Jon Chait cites the latest Gallup data and summarizes over at TNR that "[o]ldsters hate [the March, 2010 health care law], everybody else loves it." Ezra Klein agrees.

We'll set aside the debatable categorization of 30-64 year olds as "loving it" based upon their narrow support for the law (or even liking it; their support for the bill is almost certainly within the error margin for the subsamples).  The bigger problem here is the sole reliance upon Gallup.  Gallup is a fine pollster, but the question wording they've chosen on this issue has typically resulted in pretty good results for ObamaCare.

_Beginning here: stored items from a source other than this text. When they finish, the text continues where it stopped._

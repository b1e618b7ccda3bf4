//! Boot classification and rapid hard-reboot accounting.
//!
//! Warm resets are detected through a sentinel in retained memory and only
//! bump a volatile counter. Hard boots update the durable count in the boot
//! namespace; enough of them without an intervening stable period yields
//! [`BootAction::FactoryReset`].

use log::{info, warn};

use crate::{
    config::{BootConfig, RETAINED_MAGIC},
    retained::RetainedRegion,
    storage::KeyValueStore,
    types::{BootAction, BootState, ResetKind, RetainedBootMemory},
};

pub struct BootClassifier {
    config: BootConfig,
    store: Box<dyn KeyValueStore>,
    retained: Box<dyn RetainedRegion>,

    boot_ms: u64,
    window_cleared: bool,
    last_reset: Option<ResetKind>,
}

impl BootClassifier {
    pub fn new(
        config: BootConfig,
        store: Box<dyn KeyValueStore>,
        retained: Box<dyn RetainedRegion>,
    ) -> Self {
        Self {
            config,
            store,
            retained,
            boot_ms: 0,
            window_cleared: false,
            last_reset: None,
        }
    }

    pub fn last_reset(&self) -> Option<ResetKind> {
        self.last_reset
    }

    pub fn window_cleared(&self) -> bool {
        self.window_cleared
    }

    pub fn soft_boot_count(&self) -> u8 {
        self.retained.load().soft_boot_count
    }

    pub fn state(&self) -> BootState {
        let defaults = BootState::default();
        BootState {
            hard_count: self
                .store
                .u8_or(&self.config.key_hard_count, defaults.hard_count),
            stable: self.store.bool_or(&self.config.key_stable, defaults.stable),
        }
    }

    /// Classifies the current startup. Call exactly once, before anything else
    /// consumes boot state.
    pub fn begin(&mut self, now_ms: u64) -> BootAction {
        self.boot_ms = now_ms;
        self.window_cleared = false;

        let mut retained = self.retained.load();

        if retained.magic == RETAINED_MAGIC {
            retained.soft_boot_count = retained.soft_boot_count.wrapping_add(1);
            self.retained.store(retained);
            self.last_reset = Some(ResetKind::Soft);
            info!(
                "boot: soft reset detected, soft_boot_count={}",
                retained.soft_boot_count
            );
            return BootAction::None;
        }

        self.retained.store(RetainedBootMemory {
            magic: RETAINED_MAGIC,
            soft_boot_count: 0,
        });
        self.last_reset = Some(ResetKind::Hard);

        let threshold = self.config.hard_boots_to_force_factory_reset;
        let previous = self.state();
        let mut hard_count = previous.hard_count;

        if previous.stable {
            hard_count = 1;
            self.write_stable(false);
            self.write_hard_count(hard_count);
        } else if hard_count < threshold {
            hard_count += 1;
            self.write_hard_count(hard_count);
        }

        info!(
            "boot: hard boot detected, hard_count={hard_count} (was stable={})",
            previous.stable
        );

        if hard_count >= threshold {
            warn!("boot: {hard_count} rapid hard reboots, requesting factory reset");
            return BootAction::FactoryReset;
        }

        BootAction::None
    }

    /// Poll repeatedly. Once the device has been up for `stable_after_ms`, the
    /// rapid-reboot window is cleared, at most once per boot.
    pub fn tick(&mut self, now_ms: u64) {
        if self.window_cleared {
            return;
        }

        if now_ms.saturating_sub(self.boot_ms) < self.config.stable_after_ms {
            return;
        }

        self.clear_window();
        info!("boot: uptime stable, rapid reboot window cleared");
    }

    pub fn reset_window(&mut self) {
        self.clear_window();
        info!("boot: rapid reboot window reset");
    }

    fn clear_window(&mut self) {
        self.write_hard_count(0);
        self.write_stable(true);

        let mut retained = self.retained.load();
        retained.soft_boot_count = 0;
        self.retained.store(retained);

        self.window_cleared = true;
    }

    fn write_hard_count(&mut self, value: u8) {
        if let Err(err) = self.store.put_u8(&self.config.key_hard_count, value) {
            warn!("boot: failed to persist hard count {value}: {err}");
        }
    }

    fn write_stable(&mut self, value: bool) {
        if let Err(err) = self.store.put_bool(&self.config.key_stable, value) {
            warn!("boot: failed to persist stable flag {value}: {err}");
        }
    }
}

If you look at the pollsters in the RCP Average who have polled since Congress passed the health care bill in March, Gallup gives the most favorable results for the bill.  It's not really close; the average results by pollster are as follows:

Gallup: Favorable +1
AP/GfK: -4
WaPo: -4
Resurgent Republic (R): -5
PPP (D): -6
Democracy Corps (D): -7
GWU/Battleground: -8
CBS News: -9.7
Quinnipiac: -11.3
CNN/Op Rsrch: -13
Fox News: -15
Rasmussen: -18.42

You get the same result if you look over the course of the entire year (here I'm just using pollsters who polled at least twice, to save room):

Gallup: -2.375
AP/GfK: -2.5
ABC/WaPo: -5
PPP (D): -9
Democracy Corps (D): -9.5
CBS News: -10
Ipsos/McClatchy: -10
Pew: -10.3
NBC News/WSJ: -13.3
Quinnipiac: -15.16667
Fox News: -15.66667
Rasmussen: -16.45
CNN/Op Rsrch: -17.5

To put it differently, of the 78 polls conducted this year, four have shown net favorable results for the PPACA.  Gallup conducted three of them.

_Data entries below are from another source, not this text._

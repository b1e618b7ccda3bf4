use std::{cell::RefCell, rc::Rc};

use log::{info, warn};

use thermometer_common::{
    pages, BootAction, BootClassifier, HttpResponse, ProbeConfig, ProvisioningController,
    ProvisioningMode, System, TemperatureReport,
};

pub const POLL_INTERVAL_MS: u64 = 10;

pub trait TemperatureProbe {
    fn read_celsius(&mut self) -> Option<f32>;
}

pub type SharedProbe = Rc<RefCell<dyn TemperatureProbe>>;

pub struct Device {
    pub boot: BootClassifier,
    pub portal: ProvisioningController,
    pub probe: SharedProbe,
    pub probe_config: ProbeConfig,
    pub system: Box<dyn System>,
}

impl Device {
    /// Boot classification, factory-reset handling and provisioning. Returns
    /// the network mode this boot settled on.
    pub fn start(&mut self) -> ProvisioningMode {
        if self.boot.begin(self.system.now_ms()) == BootAction::FactoryReset {
            warn!("factory reset requested; wiping wifi credentials and restarting");
            self.portal.factory_reset_wifi();
            self.boot.reset_window();
            self.system.restart();
        }

        let mode = self.portal.begin();
        self.register_report_routes(mode);
        info!(
            "device ready in {} mode at {}",
            mode.as_str(),
            self.current_ip()
        );
        mode
    }

    pub fn poll(&mut self) {
        self.boot.tick(self.system.now_ms());
        self.portal.tick();
    }

    pub fn run(mut self, mut on_idle: impl FnMut()) -> ! {
        loop {
            self.poll();
            on_idle();
            self.system.sleep_ms(POLL_INTERVAL_MS);
        }
    }

    fn current_ip(&self) -> String {
        self.portal
            .current_ip()
            .map(|ip| ip.to_string())
            .unwrap_or_else(|| "0.0.0.0".to_string())
    }

    fn register_report_routes(&mut self, mode: ProvisioningMode) {
        let hostname = self.portal.hostname().to_string();
        let ip = self.current_ip();

        {
            let probe = self.probe.clone();
            let probe_config = self.probe_config.clone();
            let hostname = hostname.clone();
            let ip = ip.clone();
            self.portal.router_mut().get("/json", move |_| {
                let temp_c = probe_config.sanitize(probe.borrow_mut().read_celsius());
                HttpResponse::json(&TemperatureReport::new(&hostname, ip.clone(), temp_c))
            });
        }

        // In AP mode `/` stays the portal status page.
        if mode == ProvisioningMode::Sta {
            let probe = self.probe.clone();
            let probe_config = self.probe_config.clone();
            self.portal.router_mut().get("/", move |_| {
                let temp_c = probe_config.sanitize(probe.borrow_mut().read_celsius());
                HttpResponse::html(200, pages::temperature_page(&hostname, &ip, temp_c))
            });
        }
    }
}
impl Handled {
    fn respond(response: HttpResponse) -> Self {
        Self {
            response,
            restart: false,
        }
    }
}

impl ProvisioningController {
    pub fn new(
        config: ProvisioningConfig,
        store: Box<dyn KeyValueStore>,
        services: NetworkServices,
        system: Box<dyn System>,
    ) -> Self {
        Self {
            config,
            store,
            radio: services.radio,
            http: services.http,
            dns: services.dns,
            system,
            router: Router::new(),
            mode: ProvisioningMode::Ap,
            dns_running: false,
        }
    }

    pub fn mode(&self) -> ProvisioningMode {
        self.mode
    }

    pub fn is_ap_mode(&self) -> bool {
        self.mode == ProvisioningMode::Ap
    }

    pub fn is_sta_mode(&self) -> bool {
        self.mode == ProvisioningMode::Sta
    }

    pub fn hostname(&self) -> &str {
        &self.config.hostname
    }

    pub fn station_ip(&self) -> Option<Ipv4Addr> {
        self.radio.station_ip()
    }

    pub fn access_point_ip(&self) -> Option<Ipv4Addr> {
        self.radio.access_point_ip()
    }

    /// Address clients should use to reach this device in the current mode.
    pub fn current_ip(&self) -> Option<Ipv4Addr> {
        match self.mode {
            ProvisioningMode::Sta => self.station_ip(),
            ProvisioningMode::Ap => self.access_point_ip(),
        }
    }

    /// Route table served by this controller's HTTP server; application
    /// endpoints are registered here.
    pub fn router_mut(&mut self) -> &mut Router {
        &mut self.router
    }

    pub fn saved_ssid(&self) -> Option<String> {
        let ssid = self.store.str_or(&self.config.key_ssid, "");
        (!ssid.is_empty()).then_some(ssid)
    }

    pub fn saved_credentials(&self) -> Option<NetworkCredentials> {
        let ssid = self.saved_ssid()?;
        Some(NetworkCredentials {
            ssid,
            password: self.store.str_or(&self.config.key_pass, ""),
        })
    }

    pub fn begin(&mut self) -> ProvisioningMode {
        self.register_common_routes();

        if let Some(credentials) = self.saved_credentials() {
            if self.join_station(&credentials) {
                self.mode = ProvisioningMode::Sta;
                self.start_http();
                return self.mode;
            }
        } else {
            info!("provisioning: no saved credentials");
        }

        self.mode = ProvisioningMode::Ap;
        self.start_access_point_portal();
        self.register_ap_routes();
        self.start_http();
        self.mode
    }

    pub fn tick(&mut self) {
        while let Some(incoming) = self.http.next_request() {
            let handled = self.dispatch(&incoming.request);
            self.http.respond(incoming.id, handled.response);

            if handled.restart {
                info!(
                    "provisioning: restarting in {}ms to apply credentials",
                    self.config.restart_delay_ms
                );
                self.system.sleep_ms(self.config.restart_delay_ms);
                self.system.restart();
            }
        }

        if self.mode == ProvisioningMode::Ap && self.dns_running {
            if let Err(err) = self.dns.process_next_request() {
                warn!("provisioning: captive dns error: {err}");
            }
        }
    }

    /// Removes stored credentials. Restarting and clearing the boot window
    /// are up to the caller.
    pub fn factory_reset_wifi(&mut self) {
        for key in [&self.config.key_ssid, &self.config.key_pass] {
            if let Err(err) = self.store.remove(key) {
                warn!("provisioning: failed to clear `{key}`: {err}");
            }
        }
        info!("provisioning: wifi credentials cleared");
    }

    fn join_station(&mut self, credentials: &NetworkCredentials) -> bool {
        info!("provisioning: joining `{}`", credentials.ssid);

        if let Err(err) = self
            .radio
            .begin_station(&self.config.hostname, credentials)
        {
            warn!("provisioning: station start failed: {err}");
            return false;
        }

        let started = self.system.now_ms();
        while !self.radio.is_connected()
            && self.system.now_ms().saturating_sub(started) < self.config.sta_connect_timeout_ms
        {
            self.system.sleep_ms(self.config.join_poll_interval_ms);
        }

        if self.radio.is_connected() {
            let ip = self
                .radio
                .station_ip()
                .map(|ip| ip.to_string())
                .unwrap_or_else(|| "unknown".to_string());
            info!("provisioning: joined `{}`, ip {ip}", credentials.ssid);
            true
        } else {
            warn!(
                "provisioning: join `{}` timed out after {}ms",
                credentials.ssid, self.config.sta_connect_timeout_ms
            );
            false
        }
    }

    fn start_access_point_portal(&mut self) {
        info!("provisioning: starting fallback AP and captive portal");

        let settings = AccessPointSettings {
            ssid: self.config.ap_ssid.clone(),
            password: self.config.ap_password.clone(),
            ip: self.config.ap_ip,
            gateway: self.config.ap_gateway,
            netmask: self.config.ap_netmask,
        };

        let answer = match self.radio.start_access_point(&settings) {
            Ok(ip) => {
                info!("provisioning: AP `{}` started on {ip}", settings.ssid);
                ip
            }
            Err(err) => {
                warn!("provisioning: AP start failed: {err}");
                self.config.ap_ip
            }
        };

        match self.dns.start(self.config.dns_port, answer) {
            Ok(()) => {
                self.dns_running = true;
                info!(
                    "provisioning: captive dns on port {} answering {answer}",
                    self.config.dns_port
                );
            }
            Err(err) => warn!("provisioning: captive dns start failed: {err}"),
        }
    }

    fn start_http(&mut self) {
        match self.http.begin() {
            Ok(()) => info!("provisioning: http server started ({})", self.mode.as_str()),
            Err(err) => warn!("provisioning: http server start failed: {err}"),
        }
    }

    fn register_common_routes(&mut self) {
        self.router.route(
            HttpMethod::Get,
            "/wifi",
            Target::Portal(PortalRoute::WifiForm),
        );
        self.router.route(
            HttpMethod::Post,
            "/save",
            Target::Portal(PortalRoute::SaveCredentials),
        );
    }

    fn register_ap_routes(&mut self) {
        self.router
            .route(HttpMethod::Get, "/", Target::Portal(PortalRoute::Status));
        self.router
            .set_fallback(Target::Portal(PortalRoute::RedirectToWifi));
    }

    fn dispatch(&mut self, request: &HttpRequest) -> Handled {
        let route = match self.router.resolve(request.method, &request.path) {
            Some(Target::App(handler)) => return Handled::respond(handler(request)),
            Some(Target::Portal(route)) => *route,
            None => return Handled::respond(HttpResponse::text(404, "Not found")),
        };

        match route {
            PortalRoute::WifiForm => Handled::respond(self.handle_wifi_form()),
            PortalRoute::SaveCredentials => self.handle_save(request),
            PortalRoute::Status => Handled::respond(self.handle_status()),
            PortalRoute::RedirectToWifi => Handled::respond(HttpResponse::redirect("/wifi")),
        }
    }

    fn handle_wifi_form(&self) -> HttpResponse {
        HttpResponse::html(200, pages::wifi_form(self.saved_ssid().as_deref()))
    }

    fn handle_status(&self) -> HttpResponse {
        let ip = self
            .current_ip()
            .map(|ip| ip.to_string())
            .unwrap_or_default();
        HttpResponse::html(
            200,
            pages::portal_status(self.mode, &self.config.ap_ssid, &ip),
        )
    }

    fn handle_save(&mut self, request: &HttpRequest) -> Handled {
        let credentials = match validate_credentials(request) {
            Ok(credentials) => credentials,
            Err(message) => return Handled::respond(HttpResponse::text(400, message)),
        };

        let previous_ssid = self.store.get_str(&self.config.key_ssid).ok().flatten();

        if let Err(err) = self
            .store
            .put_str(&self.config.key_ssid, &credentials.ssid)
        {
            warn!("provisioning: failed to persist ssid: {err}");
            return Handled::respond(HttpResponse::text(500, "Failed to save credentials"));
        }

        if let Err(err) = self
            .store
            .put_str(&self.config.key_pass, &credentials.password)
        {
            warn!("provisioning: failed to persist password: {err}");
            self.restore_ssid(previous_ssid.as_deref());
            return Handled::respond(HttpResponse::text(500, "Failed to save credentials"));
        }

        info!("provisioning: saved credentials for `{}`", credentials.ssid);
        Handled {
            response: HttpResponse::html(200, pages::saved_page()),
            restart: true,
        }
    }

    /// Puts the stored SSID back so it never pairs with a password it was not saved with.
    fn restore_ssid(&mut self, previous: Option<&str>) {
        let restored = match previous {
            Some(ssid) => self.store.put_str(&self.config.key_ssid, ssid),
            None => self.store.remove(&self.config.key_ssid).map(|_| ()),
        };
        if let Err(err) = restored {
            warn!("provisioning: failed to restore previous ssid: {err}");
        }
    }
}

Now, this is not to hurl an accusation of intentional bias at Gallup -- at all.  Every different question wording actually gives us insight into a different aspect of a law and how it is perceived by the public (or, in the case of Rasmussen, the likely electorate).  But you nevertheless always have to bear in mind that Gallup's question choice tends to produce something akin to the best-case scenario for the health care bill, and by a fairly substantial amount.   Likewise, I'm not suggesting that we should rely only upon Rasmussen's results (which are in part moved against ObamaCare by their reliance on LVs).

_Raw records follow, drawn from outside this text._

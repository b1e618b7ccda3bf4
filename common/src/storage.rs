//! Namespace-scoped durable key-value storage.
//!
//! Each component opens its own handle for its own namespace and never touches
//! another component's keys. Reads that fail are treated like absent keys by
//! the `*_or` helpers; the error is logged and the supplied default returned.

use std::{
    collections::BTreeMap,
    sync::{
        atomic::{AtomicUsize, Ordering},
        Arc, Mutex,
    },
};

use log::warn;
use serde::{Deserialize, Serialize};

use crate::error::StoreError;

#[derive(Debug, Clone, PartialEq, Eq, Serialize, Deserialize)]
#[serde(tag = "type", content = "value", rename_all = "lowercase")]
pub enum StoredValue {
    U8(u8),
    Bool(bool),
    Str(String),
}

pub trait KeyValueStore {
    fn namespace(&self) -> &str;

    fn get_u8(&self, key: &str) -> Result<Option<u8>, StoreError>;
    fn get_bool(&self, key: &str) -> Result<Option<bool>, StoreError>;
    fn get_str(&self, key: &str) -> Result<Option<String>, StoreError>;

    fn put_u8(&mut self, key: &str, value: u8) -> Result<(), StoreError>;
    fn put_bool(&mut self, key: &str, value: bool) -> Result<(), StoreError>;
    fn put_str(&mut self, key: &str, value: &str) -> Result<(), StoreError>;

    /// Returns whether the key existed.
    fn remove(&mut self, key: &str) -> Result<bool, StoreError>;

    fn u8_or(&self, key: &str, default: u8) -> u8 {
        self.get_u8(key)
            .unwrap_or_else(|err| {
                warn!("{}/{key}: read failed, using default: {err}", self.namespace());
                None
            })
            .unwrap_or(default)
    }

    fn bool_or(&self, key: &str, default: bool) -> bool {
        self.get_bool(key)
            .unwrap_or_else(|err| {
                warn!("{}/{key}: read failed, using default: {err}", self.namespace());
                None
            })
            .unwrap_or(default)
    }

    fn str_or(&self, key: &str, default: &str) -> String {
        self.get_str(key)
            .unwrap_or_else(|err| {
                warn!("{}/{key}: read failed, using default: {err}", self.namespace());
                None
            })
            .unwrap_or_else(|| default.to_string())
    }
}

type Entries = BTreeMap<(String, String), StoredValue>;

/// In-memory store shared by any number of namespace handles. Counts writes so
/// callers can verify that a code path stayed off the durable medium.
#[derive(Clone, Default)]
pub struct MemoryStore {
    entries: Arc<Mutex<Entries>>,
    writes: Arc<AtomicUsize>,
}

impl MemoryStore {
    pub fn new() -> Self {
        Self::default()
    }

    pub fn open(&self, namespace: &str) -> MemoryNamespace {
        MemoryNamespace {
            store: self.clone(),
            namespace: namespace.to_string(),
        }
    }

    pub fn write_count(&self) -> usize {
        self.writes.load(Ordering::SeqCst)
    }

    pub fn value(&self, namespace: &str, key: &str) -> Option<StoredValue> {
        self.lock()
            .ok()?
            .get(&(namespace.to_string(), key.to_string()))
            .cloned()
    }

    fn lock(&self) -> Result<std::sync::MutexGuard<'_, Entries>, StoreError> {
        self.entries
            .lock()
            .map_err(|_| StoreError::Backend("memory store lock poisoned".to_string()))
    }
}

pub struct MemoryNamespace {
    store: MemoryStore,
    namespace: String,
}

impl MemoryNamespace {
    fn get(&self, key: &str) -> Result<Option<StoredValue>, StoreError> {
        let entries = self.store.lock()?;
        Ok(entries
            .get(&(self.namespace.clone(), key.to_string()))
            .cloned())
    }

    fn put(&mut self, key: &str, value: StoredValue) -> Result<(), StoreError> {
        let mut entries = self.store.lock()?;
        entries.insert((self.namespace.clone(), key.to_string()), value);
        self.store.writes.fetch_add(1, Ordering::SeqCst);
        Ok(())
    }
}

impl KeyValueStore for MemoryNamespace {
    fn namespace(&self) -> &str {
        &self.namespace
    }

    fn get_u8(&self, key: &str) -> Result<Option<u8>, StoreError> {
        match self.get(key)? {
            None => Ok(None),
            Some(StoredValue::U8(value)) => Ok(Some(value)),
            Some(_) => Err(StoreError::TypeMismatch {
                key: key.to_string(),
            }),
        }
    }

    fn get_bool(&self, key: &str) -> Result<Option<bool>, StoreError> {
        match self.get(key)? {
            None => Ok(None),
            Some(StoredValue::Bool(value)) => Ok(Some(value)),
            Some(_) => Err(StoreError::TypeMismatch {
                key: key.to_string(),
            }),
        }
    }

    fn get_str(&self, key: &str) -> Result<Option<String>, StoreError> {
        match self.get(key)? {
            None => Ok(None),
            Some(StoredValue::Str(value)) => Ok(Some(value)),
            Some(_) => Err(StoreError::TypeMismatch {
                key: key.to_string(),
            }),
        }
    }

    fn put_u8(&mut self, key: &str, value: u8) -> Result<(), StoreError> {
        self.put(key, StoredValue::U8(value))
    }

    fn put_bool(&mut self, key: &str, value: bool) -> Result<(), StoreError> {
        self.put(key, StoredValue::Bool(value))
    }

    fn put_str(&mut self, key: &str, value: &str) -> Result<(), StoreError> {
        self.put(key, StoredValue::Str(value.to_string()))
    }

    fn remove(&mut self, key: &str) -> Result<bool, StoreError> {
        let mut entries = self.store.lock()?;
        let existed = entries
            .remove(&(self.namespace.clone(), key.to_string()))
            .is_some();
        self.store.writes.fetch_add(1, Ordering::SeqCst);
        Ok(existed)
    }
}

But let's say that we instead normalized the Gallup results to the RCP Average, which presently has the health care plan at -6.8 on average.  That would be a net shift of ten points against the President's plan.  Under this scenario, the young would narrowly favor the plan 52-45%, while everyone else would be opposed by varying margins.

At the very least, we should at least bear in mind that, on the same day that Gallup released a poll showing that adults favor the bill by a 3-point margin, they released a second poll showing that adults favor repeal of the bill by a 5-point margin.  So an awful lot of people who supposedly love the bill would also like to see it repealed!